Gregorio Vivanco Lopes

Canil da Universidade de São Paulo (Foto: Clara Velasco/G1)

Quem entra na USP, no Butantã, na zona oeste de São Paulo, vê a imagem do olho de um cão e o alerta: ‘Abandono de animais é crime. Estamos de olho’.

Há dez anos, a universidade vem se empenhando para proteger os animais abandonados”. A informação é do jornal Folha de S. Paulo (23-2-2011) e se presta a uma reflexão.

É função de uma Universidade voltar-se especialmente para a proteção de cães abandonados? Não nos consta que a USP se empenhe em proteger as crianças abandonadas. Muito menos que faça campanha a favor da vida das crianças que, ainda no seio materno, esperam ver realizado seu direito de nascer.

Desde tempos imemoriais, os cães fazem parte da paisagem na qual se movem os homens. Ora como “amigos” ou “guardas”, como “brinquedos” ou “auxiliares” na caça, vemo-los saltitar, correr, latir ou ganir em torno de seu dono.

O cão é uma figura simpática que aparece até nas belas iluminuras medievais, abanando o rabo de contentamento ou atracado ao javali.

Mas nem os mais truculentos defensores da raça canina poderiam imaginar, outrora, o verdadeiro culto que nosso triste século XXI prestaria ao cão.

Tal “endeusamento” dos cães é favorecido pela campanha — por vezes velada, mas sempre virulenta — que hoje em dia se leva a efeito contra o nascimento de crianças.

Elevados à categoria de filhos substitutos, os cachorros recebem todas as regalias e carinhos que caberiam por justiça aos verdadeiros filhos que o aborto matou ou a pílula impediu de nascer.

Em hotéis nova-iorquinos, e dos melhores, cães e gatos são hospedados gratuitamente. Para esses bichos são destinados brinquedos e biscoitos especiais, lençóis e até cicerones para passeios. Além de motorista especializado e alta-costura, cabeleireiro e manicure.

Servem-se para cães, em tijela de porcelana francesa, atum fresco e outros menus especiais.

O cão de Elisabeth Taylor, artista de cinema que foi muito conhecida, come em tijelas de cristal! Até roupão de banho para esse bicho um hotel forneceu.

É claro que essa tendência não pára aí.

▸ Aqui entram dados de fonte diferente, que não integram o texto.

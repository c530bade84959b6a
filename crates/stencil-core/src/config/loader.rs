//! Configuration file discovery and loading

use super::stencil_config::StencilConfiguration;
use crate::{Result, StencilError};
use std::path::{Path, PathBuf};

/// File names searched in each directory, highest priority first
pub const CONFIG_FILE_NAMES: &[&str] = &[
    ".stencilrc.json",
    ".stencilrc.toml",
    "stencil.yaml",
    "stencil.yml",
    "stencil.json",
];

/// Configuration loader for discovering and loading config files
pub struct ConfigLoader;

impl ConfigLoader {
    /// Auto-discover config file by traversing upward from start_path
    ///
    /// Checks [`CONFIG_FILE_NAMES`] in order in each directory, moving up
    /// the tree until a config is found or the filesystem root is reached.
    pub fn auto_discover(start_path: &Path) -> Result<Option<PathBuf>> {
        let mut current = start_path
            .canonicalize()
            .map_err(|e| StencilError::config_error(format!("Invalid path: {e}")))?;

        loop {
            for filename in CONFIG_FILE_NAMES {
                let config_path = current.join(filename);
                if config_path.is_file() {
                    tracing::debug!("Found config: {}", config_path.display());
                    return Ok(Some(config_path));
                }
            }

            match current.parent() {
                Some(parent) => current = parent.to_path_buf(),
                None => break,
            }
        }

        Ok(None)
    }

    /// Load configuration from a specific file
    pub fn load_from_file(path: &Path) -> Result<StencilConfiguration> {
        StencilConfiguration::load(path).map_err(|e| {
            StencilError::config_error(format!(
                "Failed to load config from '{}': {}",
                path.display(),
                e
            ))
        })
    }

    /// Load config from path or auto-discover
    ///
    /// An explicit path must exist. Without one, discovery starts at
    /// `start_dir` (or the current directory) and falls back to defaults
    /// when nothing is found.
    pub fn load(
        custom_path: Option<&Path>,
        start_dir: Option<&Path>,
    ) -> Result<StencilConfiguration> {
        if let Some(path) = custom_path {
            if !path.exists() {
                return Err(StencilError::config_error(format!(
                    "Config file not found: {}",
                    path.display()
                )));
            }
            return Self::load_from_file(path);
        }

        let search_dir = start_dir.unwrap_or_else(|| Path::new("."));
        match Self::auto_discover(search_dir)? {
            Some(config_path) => Self::load_from_file(&config_path),
            None => {
                tracing::debug!("No config file found, using defaults");
                Ok(StencilConfiguration::default())
            }
        }
    }
}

Ela caminha de requinte em requinte para o monstruoso. O Plaza de Nova Iorque já hospedou uma cobra do falecido Michael Jackson, além de macacos e outros espécimes.

No Hotel Pierre, cachorro dorme em cesta de vime italiana, estofada com cobertores, lençóis e fronhas.

No Canadá, hotéis reservam os dois primeiros andares para os hóspedes com-cachorro, a fim de proporcionar aos animais fácil acesso aos jardins e parques. O menu para os bichos é servido em tijelas de prata.

Como tudo isso faz lembrar a advertência de Nosso Senhor: “Não é bom tomar o pão dos filhos e lançá-lo aos cães” (Mc 7,27)!